In a TCC slab, the concrete thickness is designed to resist under compression, while a timber panel resists tensile stresses [
4]; in this way, a composite action is achieved, which results in slab optimization, as the cracked concrete portion is noticeably reduced with respect to a reinforced concrete-only case. On the other hand, interface shear forces are transferred by mechanical connectors, which are used to connect the two layers; according to the fastener types, diameters, inclination and timber depth, different resistances and ductility levels are provided [
11,
12]. A wide range of advantages may be provided by the combined use of timber and concrete:
The problem of excessive vibration that is generally a great annoyance in mass timber buildings (with only-timber slabs) is resolved by the concrete thickness, which provides additional stiffness. In fact, the low timber bending stiffness (i.e., timber elastic modulus along the main fiber directions is about ⅓ of the concrete elastic modulus) makes it very demanding to fulfill vibration criteria for only-timber long spans, so that in countries where timber is more extensively used as a building material, this issue establishes a prominent research topic in order to first find solutions to avoid such disturbances and then to review the regulations [
13];
Concerning deflection, a very similar issue as the one related to vibration exists, as the addition of concrete topping limits static deflections, ensuring fulfillment of requirements in a serviceability limit state;
Concerning slab thickness, a thin concrete layer enables longer spans, which can be comparable, e.g., to flat RC slabs or hollow core slabs. Commonly, only-timber slabs cannot reach competitive spans with respect to traditional RC ones due to the fact that generally no more than 7 m spans are viable [
14] and due to economic reasons [
15], given the considerably higher cost of engineered timber products with respect to concrete;
Sound insulation is strongly improved with respect to only-timber floors, as due to the concrete density (approximately five times greater than timber one), even a thin concrete layer provides a significant boost of the Sound Transmission Class (STC) [
16]; issues in acoustic isolation, especially at low frequencies for lightweight timber floors, are often experienced, even though structural performances are guaranteed [
17];
Slab depth can be reduced up to 50% [
18], with significant savings of material (both in the slabs and in the other members due to generally lighter elements), cost-cutting and greater architectural freedom;
Fire resistance is significantly enhanced, giving better performances with respect to concrete and timber themselves [
19], as the low thermal diffusivity of concrete hinders temperature rising in timber, delaying pyrolysis; on the other hand, contrarily to common belief, a timber charred layer ensures a self-protection for the undamaged section, providing an insulating stratum [
20];
Mid- and high-rise timber–concrete hybrid buildings can be designed in regions of medium and high seismicity, while multistorey only-timber buildings hardly result in being competitive with RC and steel equivalent alternatives, as the material volumes required are so large that costs hugely increase [
21], besides the negative environmental impact derived from the use of significant quantities of materials. The concrete share provides the necessary lateral stiffness to limit structural and non-structural damages, limiting interstorey drifts caused by lateral loads.

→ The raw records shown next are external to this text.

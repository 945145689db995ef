//! In-process order client used when the order service runs in the same
//! process as the payment ingestor.

use async_trait::async_trait;
use common::OrderId;
use orders::{Order, OrderError, OrderService, OrderStatus};
use payments::{OrderClient, OrderSnapshot, PaymentError};

/// Calls [`OrderService`] directly instead of over HTTP.
#[derive(Clone)]
pub struct LocalOrderClient {
    orders: OrderService,
}

impl LocalOrderClient {
    pub fn new(orders: OrderService) -> Self {
        Self { orders }
    }
}

fn snapshot(order: Order) -> OrderSnapshot {
    OrderSnapshot {
        id: order.id,
        order_number: Some(order.order_number),
        seller_id: order.seller_id,
        total_amount: order.total_amount,
        commission: order.commission,
        currency: order.currency,
        status: order.status.as_str().to_string(),
    }
}

fn upstream(err: OrderError) -> PaymentError {
    match err {
        OrderError::NotFound(id) => PaymentError::NotFound(format!("order {id}")),
        other => PaymentError::Upstream(other.to_string()),
    }
}

#[async_trait]
impl OrderClient for LocalOrderClient {
    async fn mark_paid(&self, order_id: OrderId, notes: &str) -> payments::Result<OrderSnapshot> {
        self.orders
            .update_status(order_id, OrderStatus::Paid, Some(notes.to_string()))
            .await
            .map(snapshot)
            .map_err(upstream)
    }

    async fn get_order(&self, order_id: OrderId) -> payments::Result<OrderSnapshot> {
        self.orders.get(order_id).await.map(snapshot).map_err(upstream)
    }
}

It is worth underlying that the core of TCC members is the maximum exploitation of the properties of both materials; a clear example lies in timber–concrete hybrid high-rise buildings: timber itself is light but brittle, and so adopted mainly for floors, while reinforced concrete itself exhibits better seismic performance, but it may contribute, in significant terms, to the total building seismic mass. Hence, the use of RC may be limited to the stability system only.
A separate mention is deserved for the quantification of the environmental impact of TCC members, also thanks to a comparative analysis with equivalent timber-only and concrete-only members. The international standard ISO 14044:2006 [
22] for Life Cycle Assessment is adopted as a reference, and the methodology is applied for a comparative analysis of buildings characterized by different materials and structural systems (i.e., timber vs. traditional RC multistorey buildings) [
23,
24]. According to the aforementioned standard, four different stages should be assessed in an LCA analysis, as detailed in
Figure 1, i.e., material production, manufacturing, transport to the building site and construction (stage A), use phase, including both operational impact (energy and water) and interventions to maintain the structure as useable (stage B), building demolition/deconstruction with waste processing (stage C) and re-use, recovery and recycling (stage D). The latter serves to account for benefits and drawbacks out of the traditional building lifecycle.

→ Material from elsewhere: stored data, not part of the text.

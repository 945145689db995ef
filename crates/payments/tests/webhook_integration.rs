//! Payment service behaviour against in-memory collaborators.

use std::sync::Arc;
use std::sync::atomic::{AtomicBool, AtomicUsize, Ordering};

use async_trait::async_trait;
use common::{Currency, Money, OrderId, SellerId};
use event_bus::{EventBus, EventEnvelope, InMemoryBroker, Topology};
use payments::{
    CreateGatewayOrder, CreatePayment, InMemoryPaymentGateway, InMemoryPaymentRepository,
    OrderClient, OrderSnapshot, PaymentError, PaymentService, PaymentStatus, signature,
};
use serde_json::json;

const SECRET: &str = "whsec_test";
const OBSERVER: &str = "payments.observer";

struct FakeOrders {
    seller_id: SellerId,
    mark_paid_calls: AtomicUsize,
    reject_mark_paid: AtomicBool,
    down: AtomicBool,
}

impl FakeOrders {
    fn new() -> Self {
        Self {
            seller_id: SellerId::new(),
            mark_paid_calls: AtomicUsize::new(0),
            reject_mark_paid: AtomicBool::new(false),
            down: AtomicBool::new(false),
        }
    }

    fn snapshot(&self, order_id: OrderId, status: &str) -> OrderSnapshot {
        OrderSnapshot {
            id: order_id,
            order_number: Some("ORD-20240101-ABCDEF12".to_string()),
            seller_id: Some(self.seller_id),
            total_amount: Money::from_units(1000),
            commission: Money::from_units(100),
            currency: Currency::default(),
            status: status.to_string(),
        }
    }
}

#[async_trait]
impl OrderClient for FakeOrders {
    async fn mark_paid(&self, order_id: OrderId, _notes: &str) -> payments::Result<OrderSnapshot> {
        self.mark_paid_calls.fetch_add(1, Ordering::SeqCst);
        if self.down.load(Ordering::SeqCst) || self.reject_mark_paid.load(Ordering::SeqCst) {
            return Err(PaymentError::Upstream("order service returned 409".to_string()));
        }
        Ok(self.snapshot(order_id, "PAID"))
    }

    async fn get_order(&self, order_id: OrderId) -> payments::Result<OrderSnapshot> {
        if self.down.load(Ordering::SeqCst) {
            return Err(PaymentError::Upstream("connection refused".to_string()));
        }
        Ok(self.snapshot(order_id, "PAID"))
    }
}

struct Harness {
    service: PaymentService,
    repository: InMemoryPaymentRepository,
    gateway: InMemoryPaymentGateway,
    orders: Arc<FakeOrders>,
    broker: InMemoryBroker,
}

impl Harness {
    async fn new(secret: Option<&str>) -> Self {
        let broker = InMemoryBroker::new();
        let bus = EventBus::new(Arc::new(broker.clone()), "ecommerce.events");
        bus.declare(&Topology::new("ecommerce.events", OBSERVER).bind("payment.*"))
            .await
            .unwrap();

        let repository = InMemoryPaymentRepository::new();
        let gateway = InMemoryPaymentGateway::new();
        let orders = Arc::new(FakeOrders::new());
        let service = PaymentService::new(
            Arc::new(repository.clone()),
            Arc::new(gateway.clone()),
            orders.clone(),
            bus,
            secret.map(str::to_string),
        );

        Self {
            service,
            repository,
            gateway,
            orders,
            broker,
        }
    }

    async fn published(&self) -> Vec<EventEnvelope> {
        self.broker
            .peek(OBSERVER)
            .await
            .iter()
            .map(|m| EventEnvelope::from_bytes(&m.body).unwrap())
            .collect()
    }

    async fn pending_payment(&self) -> OrderId {
        let order_id = OrderId::new();
        self.service
            .create(CreatePayment {
                order_id,
                amount: Money::from_units(1000),
                currency: None,
                method: Some("card".to_string()),
            })
            .await
            .unwrap();
        order_id
    }
}

fn webhook_body(event: &str, status: &str, order_id: OrderId) -> Vec<u8> {
    let error_description = (status == "failed").then_some("card declined");
    json!({
        "event": event,
        "payload": {"payment": {"entity": {
            "id": "pay_test_1",
            "status": status,
            "notes": {"orderId": order_id.to_string()},
            "error_description": error_description,
        }}}
    })
    .to_string()
    .into_bytes()
}

#[tokio::test]
async fn one_payment_per_order() {
    let h = Harness::new(Some(SECRET)).await;
    let order_id = h.pending_payment().await;

    let result = h
        .service
        .create(CreatePayment {
            order_id,
            amount: Money::from_units(1000),
            currency: None,
            method: None,
        })
        .await;

    assert!(matches!(result, Err(PaymentError::Conflict(_))));
    assert_eq!(h.repository.payment_count().await, 1);

    let payment = h.service.get_by_order(order_id).await.unwrap();
    let logs = h.service.logs(payment.id).await.unwrap();
    assert_eq!(logs.len(), 1);
    assert_eq!(logs[0].action, "initiated");
}

#[tokio::test]
async fn gateway_order_creation_is_idempotent() {
    let h = Harness::new(Some(SECRET)).await;
    let request = CreateGatewayOrder {
        order_id: OrderId::new(),
        amount: Money::from_minor(100_050),
        currency: None,
        method: None,
    };

    let first = h.service.create_gateway_order(request.clone()).await.unwrap();
    let second = h.service.create_gateway_order(request).await.unwrap();

    assert_eq!(first.gateway_order.id, second.gateway_order.id);
    assert_eq!(first.gateway_order.amount, 100_050);
    assert_eq!(
        second.payment.gateway_order_id.as_deref(),
        Some(first.gateway_order.id.as_str())
    );
    assert_eq!(h.gateway.created_count(), 1);
    assert_eq!(h.repository.payment_count().await, 1);
}

#[tokio::test]
async fn gateway_order_survives_webhooks() {
    let h = Harness::new(Some(SECRET)).await;
    let order_id = OrderId::new();
    let request = CreateGatewayOrder {
        order_id,
        amount: Money::from_units(1000),
        currency: None,
        method: None,
    };

    let first = h.service.create_gateway_order(request.clone()).await.unwrap();

    let body = webhook_body("payment.authorized", "authorized", order_id);
    let payment = h
        .service
        .handle_webhook(&body, Some(&signature::sign(SECRET, &body).unwrap()))
        .await
        .unwrap();
    assert_eq!(payment.gateway_id.as_deref(), Some("pay_test_1"));
    assert_eq!(
        payment.gateway_order_id.as_deref(),
        Some(first.gateway_order.id.as_str())
    );

    let second = h.service.create_gateway_order(request).await.unwrap();
    assert_eq!(second.gateway_order.id, first.gateway_order.id);
    assert_eq!(second.payment.gateway_id.as_deref(), Some("pay_test_1"));
    assert_eq!(h.gateway.created_count(), 1);
}

#[tokio::test]
async fn gateway_failure_marks_payment_failed() {
    let h = Harness::new(Some(SECRET)).await;
    let order_id = OrderId::new();
    let request = CreateGatewayOrder {
        order_id,
        amount: Money::from_units(250),
        currency: None,
        method: None,
    };

    h.gateway.set_fail_on_create(true);
    let result = h.service.create_gateway_order(request.clone()).await;
    assert!(matches!(result, Err(PaymentError::Upstream(_))));

    let payment = h.service.get_by_order(order_id).await.unwrap();
    assert_eq!(payment.status, PaymentStatus::Failed);
    assert!(payment.gateway_order_id.is_none());
    assert!(payment.failure_reason.is_some());

    h.gateway.set_fail_on_create(false);
    let retried = h.service.create_gateway_order(request).await.unwrap();
    assert_eq!(retried.payment.id, payment.id);
    assert_eq!(retried.payment.status, PaymentStatus::Pending);
    assert!(retried.payment.failure_reason.is_none());
    assert_eq!(h.repository.payment_count().await, 1);
}

#[tokio::test]
async fn tampered_webhook_is_rejected_without_persistence() {
    let h = Harness::new(Some(SECRET)).await;
    let order_id = h.pending_payment().await;

    let body = webhook_body("payment.captured", "captured", order_id);
    let signature = signature::sign(SECRET, &body).unwrap();
    let mut tampered = body.clone();
    tampered.extend_from_slice(b" ");

    let result = h.service.handle_webhook(&tampered, Some(&signature)).await;
    assert!(matches!(result, Err(PaymentError::Authentication(_))));

    let payment = h.service.get_by_order(order_id).await.unwrap();
    assert_eq!(payment.status, PaymentStatus::Pending);
    assert_eq!(h.service.logs(payment.id).await.unwrap().len(), 1);
    assert!(h.published().await.is_empty());

    let resigned = signature::sign(SECRET, &tampered).unwrap();
    let payment = h.service.handle_webhook(&tampered, Some(&resigned)).await.unwrap();
    assert_eq!(payment.status, PaymentStatus::Success);
}

#[tokio::test]
async fn missing_signature_is_rejected_when_secret_configured() {
    let h = Harness::new(Some(SECRET)).await;
    let order_id = h.pending_payment().await;

    let result = h
        .service
        .handle_webhook(&webhook_body("payment.captured", "captured", order_id), None)
        .await;
    assert!(matches!(result, Err(PaymentError::Authentication(_))));
}

#[tokio::test]
async fn unsigned_webhook_is_accepted_without_secret() {
    let h = Harness::new(None).await;
    let order_id = h.pending_payment().await;

    let payment = h
        .service
        .handle_webhook(&webhook_body("payment.captured", "captured", order_id), None)
        .await
        .unwrap();
    assert_eq!(payment.status, PaymentStatus::Success);
}

#[tokio::test]
async fn captured_webhook_marks_order_paid_and_publishes_success() {
    let h = Harness::new(Some(SECRET)).await;
    let order_id = h.pending_payment().await;
    let body = webhook_body("payment.captured", "captured", order_id);

    let payment = h
        .service
        .handle_webhook(&body, Some(&signature::sign(SECRET, &body).unwrap()))
        .await
        .unwrap();

    assert_eq!(payment.status, PaymentStatus::Success);
    assert_eq!(payment.gateway_id.as_deref(), Some("pay_test_1"));
    assert!(payment.gateway_response.is_some());
    assert_eq!(h.orders.mark_paid_calls.load(Ordering::SeqCst), 1);

    let events = h.published().await;
    assert_eq!(events.len(), 1);
    assert_eq!(events[0].event, "PAYMENT_SUCCESS");
    assert_eq!(events[0].data["orderId"], order_id.to_string());
    assert_eq!(events[0].data["sellerId"], h.orders.seller_id.to_string());
    let commission: Money = serde_json::from_value(events[0].data["commission"].clone()).unwrap();
    assert_eq!(commission, Money::from_units(100));

    let logs = h.service.logs(payment.id).await.unwrap();
    assert_eq!(logs.last().unwrap().action, "webhook_received");
}

#[tokio::test]
async fn redelivered_webhook_is_last_write_and_republishes() {
    let h = Harness::new(Some(SECRET)).await;
    let order_id = h.pending_payment().await;
    let body = webhook_body("payment.captured", "captured", order_id);
    let signature = signature::sign(SECRET, &body).unwrap();

    h.service.handle_webhook(&body, Some(&signature)).await.unwrap();
    h.orders.reject_mark_paid.store(true, Ordering::SeqCst);
    let payment = h.service.handle_webhook(&body, Some(&signature)).await.unwrap();

    assert_eq!(payment.status, PaymentStatus::Success);
    assert_eq!(h.repository.payment_count().await, 1);
    assert_eq!(h.published().await.len(), 2);
}

#[tokio::test]
async fn unreachable_order_service_does_not_roll_back_payment() {
    let h = Harness::new(Some(SECRET)).await;
    let order_id = h.pending_payment().await;
    h.orders.down.store(true, Ordering::SeqCst);
    let body = webhook_body("payment.captured", "captured", order_id);

    let payment = h
        .service
        .handle_webhook(&body, Some(&signature::sign(SECRET, &body).unwrap()))
        .await
        .unwrap();

    assert_eq!(payment.status, PaymentStatus::Success);
    assert_eq!(
        h.service.get_by_order(order_id).await.unwrap().status,
        PaymentStatus::Success
    );
    assert!(h.published().await.is_empty());
}

#[tokio::test]
async fn failed_webhook_publishes_failure() {
    let h = Harness::new(Some(SECRET)).await;
    let order_id = h.pending_payment().await;
    let body = webhook_body("payment.failed", "failed", order_id);

    let payment = h
        .service
        .handle_webhook(&body, Some(&signature::sign(SECRET, &body).unwrap()))
        .await
        .unwrap();

    assert_eq!(payment.status, PaymentStatus::Failed);
    assert_eq!(payment.failure_reason.as_deref(), Some("card declined"));
    assert_eq!(h.orders.mark_paid_calls.load(Ordering::SeqCst), 0);

    let events = h.published().await;
    assert_eq!(events.len(), 1);
    assert_eq!(events[0].event, "PAYMENT_FAILED");
}

#[tokio::test]
async fn authorized_webhook_publishes_nothing() {
    let h = Harness::new(Some(SECRET)).await;
    let order_id = h.pending_payment().await;
    let body = webhook_body("payment.authorized", "authorized", order_id);

    let payment = h
        .service
        .handle_webhook(&body, Some(&signature::sign(SECRET, &body).unwrap()))
        .await
        .unwrap();

    assert_eq!(payment.status, PaymentStatus::Processing);
    assert!(h.published().await.is_empty());
}

#[tokio::test]
async fn webhook_for_unknown_order_is_not_found() {
    let h = Harness::new(Some(SECRET)).await;
    let body = webhook_body("payment.captured", "captured", OrderId::new());

    let result = h
        .service
        .handle_webhook(&body, Some(&signature::sign(SECRET, &body).unwrap()))
        .await;

    assert!(matches!(result, Err(PaymentError::NotFound(_))));
    assert_eq!(h.repository.payment_count().await, 0);
}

The actual gap is established by the lack of data on timber–concrete hybrid buildings, where, e.g., slabs beams, and internal partitions are of timber (or the system slabs + beams is a TCC), while columns and shear walls are in reinforced concrete; in this case, the embodied carbon would be significantly lower than in an equivalent RC building, while the weight would be slightly greater than that of an equivalent only-timber solution. Moreover, another experienced shortcoming is the fact that LCA stage D (benefits and loads beyond the system boundary) is often overlooked [
25] and—when accounted—a lack of information is detected; when stage D is investigated, it is fundamental to rely on different scenarios [
26], mainly for two reasons. A general reason consists in that a unique scenario for an event that is expected to occur after several years contains too many uncertainties; in addition, for timber–hybrid buildings, it should be considered that buildings with engineered timber are new solutions, consider, e.g., that CLT has been on the market from the end of 90 [
27], so the oldest buildings are approximately 20–25 years old, and real case studies of End-Of-Life stages are very few.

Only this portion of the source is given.